The Cures Act: Where Are Organizations Now?

The 21st Century Cures Act, passed in 2016, includes a provision requiring that patients can electronically access all of their electronic health information (EHI), structured and/or unstructured, at no cost beginning November 2, 2020.

 

The idea behind the Cures Act is a vision where a patient’s health information can move seamlessly between health plans and providers. It marked a huge shift in health care and information sharing.

 

The Cures Act’s information blocking provision defines information blocking as any practice that interferes with the access, exchange, or use of electronic health information (EHI). Going into full effect on April 5, 2021, the rule defines information blocking as any practice that interferes with the access, exchange, or use of EHI.

 

Health care organizations are required to provide open clinical notes as part of the 21st Century Cures Act and the Office of the National Coordinator for Health Information Technology (ONC) information blocking final rule. 

 

The Cures Act’s information blocking provision initiated new thinking, new practices and lots of changes and adjustments.

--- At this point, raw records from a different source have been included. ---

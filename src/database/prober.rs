//! Connection Prober
//!
//! Opens a short-lived connection, pings it and closes it. Every failure is
//! reported inside the [`ProbeOutcome`]; probing never returns an error.

use crate::database::connection::{release, Connector};
use crate::database::datasource::ConnectTarget;
use crate::error::{QueryHubError, Result};
use crate::query::result::ProbeOutcome;
use std::sync::Arc;
use std::time::{Duration, Instant};
use tracing::{info, warn};

pub struct ConnectionProber {
    connector: Arc<dyn Connector>,
    timeout: Duration,
}

impl ConnectionProber {
    pub fn new(connector: Arc<dyn Connector>, timeout: Duration) -> Self {
        Self { connector, timeout }
    }

    pub async fn probe(&self, target: &ConnectTarget) -> ProbeOutcome {
        let started = Instant::now();

        let result = match tokio::time::timeout(self.timeout, self.attempt(target)).await {
            Ok(result) => result,
            Err(_) => Err(QueryHubError::Connectivity(format!(
                "timed out after {}s",
                self.timeout.as_secs()
            ))),
        };
        let elapsed_ms = started.elapsed().as_millis() as u64;

        match result {
            Ok(()) => {
                info!(data_source = %target.data_source_id, elapsed_ms, "probe succeeded");
                ProbeOutcome {
                    success: true,
                    message: "Connection successful".to_string(),
                    elapsed_ms,
                }
            }
            Err(e) => {
                warn!(data_source = %target.data_source_id, elapsed_ms, error = %e, "probe failed");
                ProbeOutcome {
                    success: false,
                    message: e.to_string(),
                    elapsed_ms,
                }
            }
        }
    }

    async fn attempt(&self, target: &ConnectTarget) -> Result<()> {
        let mut session = self.connector.connect(target, self.timeout).await?;
        let pinged = session.ping().await;
        release(session).await;
        pinged
    }
}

(source: https://www.healthit.gov/buzz-blog/interoperability/information-sharing-after-the-21st-century-cures-act)

 

It’s been more than six months since the Information Blocking Rule compliance deadline, and there are still open questions. “The Centers for Medicare & Medicaid Services (CMS) has not yet provided clarity about the potential penalties that could be imposed on providers for noncompliance, and the Office of Inspector General (OIG) has not finalized its proposed penalties for certified EHR vendors and health information exchanges.”

(source: https://healthitsecurity.com/features/status-challenges-of-information-blocking-rule-compliance)

 

While many providers have implemented updated Application Programming Interfaces (APIs) for controlling the flow of patient data, others are still working to adapt and update their data-sharing practices to ensure compliance and patient data access. However, obligations, expectations, and information blocking enforcement mechanisms often remain unclear.

 

 

The interoperability plan relies heavily on APIs that operate on the Fast Healthcare Interoperability and Resources (FHIR) standard.

 

“Although the rule went into effect in April, healthcare organizations are not required to migrate to Fast Healthcare Interoperability Resources (FHIR) v4 APIs until December 31, 2022. The delayed timeline is meant to promote interoperability and give developers and providers enough time to comply and activate the updates.”

 

(source: https://healthitsecurity.com/features/status-challenges-of-information-blocking-rule-compliance)

 

 

The ONC’s Cures Act Final Rule will require healthcare organizations to provide all health information to patients next year, with data flowing freely between providers. Currently data is sent from provider A to provider B, usually stored separately from patient data in the EHR.

 

 

Technical challenges within the API developer ecosystem are a high risk to patient privacy and security.

 

 

The Health-ISAC released new guidance to support provider organizations with the adoption of identity-centric approaches to data sharing and the implementation of identity solutions to keep electronic health information secure.

 

Clarity is essential to make electronic health data more accessible for patients or other entities as permitted by HIPAA. New rules and regulations transparency, as well as ease of access to patient data, are vital.